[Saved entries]

• • •

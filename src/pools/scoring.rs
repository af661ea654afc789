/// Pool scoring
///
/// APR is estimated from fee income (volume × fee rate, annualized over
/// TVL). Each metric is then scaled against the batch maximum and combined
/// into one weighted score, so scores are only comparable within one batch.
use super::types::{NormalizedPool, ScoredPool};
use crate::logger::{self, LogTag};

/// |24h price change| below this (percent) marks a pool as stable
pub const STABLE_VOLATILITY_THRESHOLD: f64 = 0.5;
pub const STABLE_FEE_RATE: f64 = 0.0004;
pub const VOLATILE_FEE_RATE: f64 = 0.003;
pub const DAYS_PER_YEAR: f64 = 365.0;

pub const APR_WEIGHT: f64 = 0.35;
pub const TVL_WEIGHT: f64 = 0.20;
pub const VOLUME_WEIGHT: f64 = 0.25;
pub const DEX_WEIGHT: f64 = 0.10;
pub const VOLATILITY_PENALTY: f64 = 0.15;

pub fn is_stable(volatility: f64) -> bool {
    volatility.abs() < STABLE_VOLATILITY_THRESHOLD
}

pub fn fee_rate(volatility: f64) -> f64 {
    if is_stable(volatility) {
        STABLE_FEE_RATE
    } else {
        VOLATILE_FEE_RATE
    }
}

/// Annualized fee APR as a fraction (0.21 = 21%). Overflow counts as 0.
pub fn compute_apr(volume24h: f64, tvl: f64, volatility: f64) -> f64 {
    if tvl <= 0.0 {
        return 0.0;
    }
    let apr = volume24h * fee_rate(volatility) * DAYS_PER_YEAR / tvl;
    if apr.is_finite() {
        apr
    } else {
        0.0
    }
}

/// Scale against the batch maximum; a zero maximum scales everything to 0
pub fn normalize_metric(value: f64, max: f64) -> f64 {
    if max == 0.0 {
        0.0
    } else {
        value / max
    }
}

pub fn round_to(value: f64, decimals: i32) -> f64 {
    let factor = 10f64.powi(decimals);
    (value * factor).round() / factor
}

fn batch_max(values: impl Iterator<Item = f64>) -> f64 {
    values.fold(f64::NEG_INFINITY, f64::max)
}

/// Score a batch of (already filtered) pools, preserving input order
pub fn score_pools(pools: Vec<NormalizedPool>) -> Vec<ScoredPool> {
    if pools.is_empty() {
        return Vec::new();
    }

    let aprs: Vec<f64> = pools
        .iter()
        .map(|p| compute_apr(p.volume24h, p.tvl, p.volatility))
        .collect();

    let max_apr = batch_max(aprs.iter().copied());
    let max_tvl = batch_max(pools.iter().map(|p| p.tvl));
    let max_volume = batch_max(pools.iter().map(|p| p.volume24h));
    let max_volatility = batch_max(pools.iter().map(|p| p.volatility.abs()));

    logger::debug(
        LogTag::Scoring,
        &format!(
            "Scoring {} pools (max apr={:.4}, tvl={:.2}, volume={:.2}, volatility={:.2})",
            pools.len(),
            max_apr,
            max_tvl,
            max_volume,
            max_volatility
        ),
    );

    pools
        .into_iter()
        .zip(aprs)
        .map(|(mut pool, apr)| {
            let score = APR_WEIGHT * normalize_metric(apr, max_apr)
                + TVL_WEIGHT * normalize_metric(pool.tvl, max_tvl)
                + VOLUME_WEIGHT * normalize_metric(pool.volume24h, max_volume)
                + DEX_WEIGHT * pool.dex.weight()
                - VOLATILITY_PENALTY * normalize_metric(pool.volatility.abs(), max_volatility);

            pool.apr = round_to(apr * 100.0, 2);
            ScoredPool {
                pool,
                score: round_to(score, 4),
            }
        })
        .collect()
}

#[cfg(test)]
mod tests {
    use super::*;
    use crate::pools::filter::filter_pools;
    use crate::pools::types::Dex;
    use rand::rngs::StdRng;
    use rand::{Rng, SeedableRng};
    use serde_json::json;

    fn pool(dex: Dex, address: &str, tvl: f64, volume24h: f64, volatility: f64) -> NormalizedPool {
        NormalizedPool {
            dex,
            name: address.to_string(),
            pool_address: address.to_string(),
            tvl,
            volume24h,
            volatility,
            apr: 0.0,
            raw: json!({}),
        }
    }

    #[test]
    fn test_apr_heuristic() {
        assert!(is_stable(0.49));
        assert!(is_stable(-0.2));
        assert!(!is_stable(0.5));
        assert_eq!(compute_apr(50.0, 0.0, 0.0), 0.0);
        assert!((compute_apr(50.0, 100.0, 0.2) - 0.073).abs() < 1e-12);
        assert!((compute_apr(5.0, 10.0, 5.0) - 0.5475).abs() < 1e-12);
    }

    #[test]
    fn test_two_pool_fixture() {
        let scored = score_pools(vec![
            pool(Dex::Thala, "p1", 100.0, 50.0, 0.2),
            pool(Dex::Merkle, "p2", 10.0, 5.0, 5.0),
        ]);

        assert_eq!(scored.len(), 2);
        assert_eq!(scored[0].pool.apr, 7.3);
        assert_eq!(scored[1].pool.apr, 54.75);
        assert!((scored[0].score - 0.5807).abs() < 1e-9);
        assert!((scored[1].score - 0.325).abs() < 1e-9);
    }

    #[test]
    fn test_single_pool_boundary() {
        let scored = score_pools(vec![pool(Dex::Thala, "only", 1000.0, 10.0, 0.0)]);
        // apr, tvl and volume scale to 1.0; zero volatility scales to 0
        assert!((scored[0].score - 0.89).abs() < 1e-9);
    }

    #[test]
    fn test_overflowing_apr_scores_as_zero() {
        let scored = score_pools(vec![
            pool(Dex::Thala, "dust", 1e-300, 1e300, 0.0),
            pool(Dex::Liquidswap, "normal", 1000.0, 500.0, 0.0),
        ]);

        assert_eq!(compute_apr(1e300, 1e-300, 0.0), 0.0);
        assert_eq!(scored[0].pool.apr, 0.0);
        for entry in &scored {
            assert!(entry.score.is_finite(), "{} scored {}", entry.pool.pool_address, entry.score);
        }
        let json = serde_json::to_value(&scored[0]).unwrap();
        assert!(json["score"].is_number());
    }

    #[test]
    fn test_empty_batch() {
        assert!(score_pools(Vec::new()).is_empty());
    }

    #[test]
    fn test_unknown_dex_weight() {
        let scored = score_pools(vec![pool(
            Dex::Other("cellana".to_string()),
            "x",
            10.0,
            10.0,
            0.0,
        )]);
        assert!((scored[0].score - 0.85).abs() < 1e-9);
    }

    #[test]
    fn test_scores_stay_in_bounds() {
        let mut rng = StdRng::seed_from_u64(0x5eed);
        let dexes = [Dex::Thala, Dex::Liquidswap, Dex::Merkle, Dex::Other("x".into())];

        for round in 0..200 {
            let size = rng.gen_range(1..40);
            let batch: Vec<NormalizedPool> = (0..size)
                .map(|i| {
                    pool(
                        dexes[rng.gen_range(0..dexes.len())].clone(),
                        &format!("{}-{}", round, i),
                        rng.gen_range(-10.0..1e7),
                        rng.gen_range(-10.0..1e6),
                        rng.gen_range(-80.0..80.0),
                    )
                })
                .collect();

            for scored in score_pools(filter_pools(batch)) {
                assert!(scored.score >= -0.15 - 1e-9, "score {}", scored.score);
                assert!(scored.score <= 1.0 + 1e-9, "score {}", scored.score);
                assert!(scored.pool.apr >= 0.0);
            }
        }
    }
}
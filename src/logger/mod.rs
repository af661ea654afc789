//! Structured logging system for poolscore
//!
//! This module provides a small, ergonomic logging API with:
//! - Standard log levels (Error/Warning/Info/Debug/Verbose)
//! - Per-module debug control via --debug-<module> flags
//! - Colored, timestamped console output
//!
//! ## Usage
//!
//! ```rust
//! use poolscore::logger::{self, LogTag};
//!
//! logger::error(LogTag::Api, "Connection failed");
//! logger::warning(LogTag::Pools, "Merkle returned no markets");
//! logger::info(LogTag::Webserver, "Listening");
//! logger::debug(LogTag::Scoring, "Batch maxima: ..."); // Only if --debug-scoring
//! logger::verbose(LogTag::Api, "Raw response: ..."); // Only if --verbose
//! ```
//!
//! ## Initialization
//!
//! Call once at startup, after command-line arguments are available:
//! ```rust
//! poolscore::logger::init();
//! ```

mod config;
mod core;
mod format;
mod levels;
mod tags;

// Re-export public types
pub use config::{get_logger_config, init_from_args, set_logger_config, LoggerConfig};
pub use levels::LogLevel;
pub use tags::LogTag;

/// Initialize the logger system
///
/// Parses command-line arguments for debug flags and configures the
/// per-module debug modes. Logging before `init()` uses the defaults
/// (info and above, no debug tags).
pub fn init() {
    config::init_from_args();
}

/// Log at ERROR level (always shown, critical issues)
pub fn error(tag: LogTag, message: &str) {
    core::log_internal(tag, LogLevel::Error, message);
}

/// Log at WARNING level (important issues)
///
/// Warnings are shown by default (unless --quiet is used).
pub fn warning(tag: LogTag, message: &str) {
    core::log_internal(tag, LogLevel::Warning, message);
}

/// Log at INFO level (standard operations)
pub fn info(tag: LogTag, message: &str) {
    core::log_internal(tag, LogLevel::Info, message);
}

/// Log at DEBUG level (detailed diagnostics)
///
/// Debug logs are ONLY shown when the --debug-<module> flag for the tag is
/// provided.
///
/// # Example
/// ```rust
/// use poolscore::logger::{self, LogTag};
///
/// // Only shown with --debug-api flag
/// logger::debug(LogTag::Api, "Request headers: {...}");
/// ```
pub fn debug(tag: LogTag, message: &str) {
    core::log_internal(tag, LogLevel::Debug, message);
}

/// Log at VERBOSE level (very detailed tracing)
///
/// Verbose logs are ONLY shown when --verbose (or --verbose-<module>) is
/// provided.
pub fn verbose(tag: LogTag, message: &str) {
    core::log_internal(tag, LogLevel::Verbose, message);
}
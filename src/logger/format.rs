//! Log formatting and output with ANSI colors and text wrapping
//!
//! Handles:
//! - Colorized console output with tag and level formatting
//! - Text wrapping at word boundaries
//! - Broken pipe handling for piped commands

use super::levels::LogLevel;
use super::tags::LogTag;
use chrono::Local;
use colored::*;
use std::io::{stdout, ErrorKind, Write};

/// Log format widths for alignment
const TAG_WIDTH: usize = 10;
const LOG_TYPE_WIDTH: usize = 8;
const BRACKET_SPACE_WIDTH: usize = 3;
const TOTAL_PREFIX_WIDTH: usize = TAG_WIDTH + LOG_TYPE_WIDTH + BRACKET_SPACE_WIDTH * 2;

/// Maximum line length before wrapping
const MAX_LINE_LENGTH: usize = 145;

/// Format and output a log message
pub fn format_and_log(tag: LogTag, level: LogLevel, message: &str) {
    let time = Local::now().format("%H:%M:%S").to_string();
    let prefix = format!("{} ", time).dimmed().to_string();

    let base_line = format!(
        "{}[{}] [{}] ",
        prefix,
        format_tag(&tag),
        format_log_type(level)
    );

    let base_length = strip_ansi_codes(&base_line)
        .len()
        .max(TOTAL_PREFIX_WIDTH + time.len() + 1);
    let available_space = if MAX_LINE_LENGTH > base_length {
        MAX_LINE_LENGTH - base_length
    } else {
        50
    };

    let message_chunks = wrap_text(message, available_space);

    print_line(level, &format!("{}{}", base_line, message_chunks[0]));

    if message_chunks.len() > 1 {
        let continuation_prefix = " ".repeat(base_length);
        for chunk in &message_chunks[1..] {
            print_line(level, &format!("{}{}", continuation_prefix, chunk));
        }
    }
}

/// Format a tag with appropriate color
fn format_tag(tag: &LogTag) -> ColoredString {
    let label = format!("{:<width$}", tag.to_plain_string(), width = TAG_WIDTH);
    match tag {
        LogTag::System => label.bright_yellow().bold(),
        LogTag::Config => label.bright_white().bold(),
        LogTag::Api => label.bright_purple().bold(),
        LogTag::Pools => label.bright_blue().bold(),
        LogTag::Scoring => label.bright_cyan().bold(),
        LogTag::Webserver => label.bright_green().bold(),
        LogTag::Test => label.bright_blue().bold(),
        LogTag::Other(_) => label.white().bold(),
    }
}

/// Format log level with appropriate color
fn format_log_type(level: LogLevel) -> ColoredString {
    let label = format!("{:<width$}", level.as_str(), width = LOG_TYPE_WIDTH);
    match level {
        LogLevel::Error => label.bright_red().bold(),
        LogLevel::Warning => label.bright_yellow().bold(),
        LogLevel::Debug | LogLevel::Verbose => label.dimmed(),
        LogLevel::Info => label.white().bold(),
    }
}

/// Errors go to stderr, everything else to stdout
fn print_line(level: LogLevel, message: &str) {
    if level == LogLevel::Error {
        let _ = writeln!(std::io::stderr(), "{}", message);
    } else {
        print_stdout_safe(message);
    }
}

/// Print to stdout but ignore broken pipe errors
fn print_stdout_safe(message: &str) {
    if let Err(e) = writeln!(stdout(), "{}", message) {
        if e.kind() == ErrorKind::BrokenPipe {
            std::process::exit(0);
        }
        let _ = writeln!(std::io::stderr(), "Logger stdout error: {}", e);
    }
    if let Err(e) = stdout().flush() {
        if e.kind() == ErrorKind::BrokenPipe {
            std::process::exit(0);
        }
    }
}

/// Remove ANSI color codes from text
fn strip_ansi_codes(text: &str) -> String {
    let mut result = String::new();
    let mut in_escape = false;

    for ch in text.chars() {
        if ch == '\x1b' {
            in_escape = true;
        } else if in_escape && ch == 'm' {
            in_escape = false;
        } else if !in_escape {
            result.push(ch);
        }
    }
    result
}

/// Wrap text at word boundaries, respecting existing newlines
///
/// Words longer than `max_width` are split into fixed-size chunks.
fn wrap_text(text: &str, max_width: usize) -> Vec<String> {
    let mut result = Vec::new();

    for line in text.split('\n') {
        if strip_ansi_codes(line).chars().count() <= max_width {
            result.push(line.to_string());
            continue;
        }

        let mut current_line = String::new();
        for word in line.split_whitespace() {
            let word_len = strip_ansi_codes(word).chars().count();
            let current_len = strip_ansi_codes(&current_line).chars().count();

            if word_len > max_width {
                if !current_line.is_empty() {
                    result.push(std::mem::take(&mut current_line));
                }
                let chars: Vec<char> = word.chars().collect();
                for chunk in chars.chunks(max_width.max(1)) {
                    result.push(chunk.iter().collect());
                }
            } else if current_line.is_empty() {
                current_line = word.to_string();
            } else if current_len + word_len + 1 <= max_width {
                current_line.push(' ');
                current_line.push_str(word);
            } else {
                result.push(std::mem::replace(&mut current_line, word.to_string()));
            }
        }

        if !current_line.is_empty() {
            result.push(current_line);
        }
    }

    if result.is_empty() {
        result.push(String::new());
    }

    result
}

• • •

YOUR GOAL.
When you reach the line that contains "within one batch.", stop; that line and every line before it, from the very first line of the data, should be restated word for word.

TASK SOLUTION.
filename src/pools/scoring.rs
repository af661ea654afc789
/// Pool scoring
///
/// APR is estimated from fee income (volume × fee rate, annualized over
/// TVL). Each metric is then scaled against the batch maximum and combined
/// into one weighted score, so scores are only comparable within one batch.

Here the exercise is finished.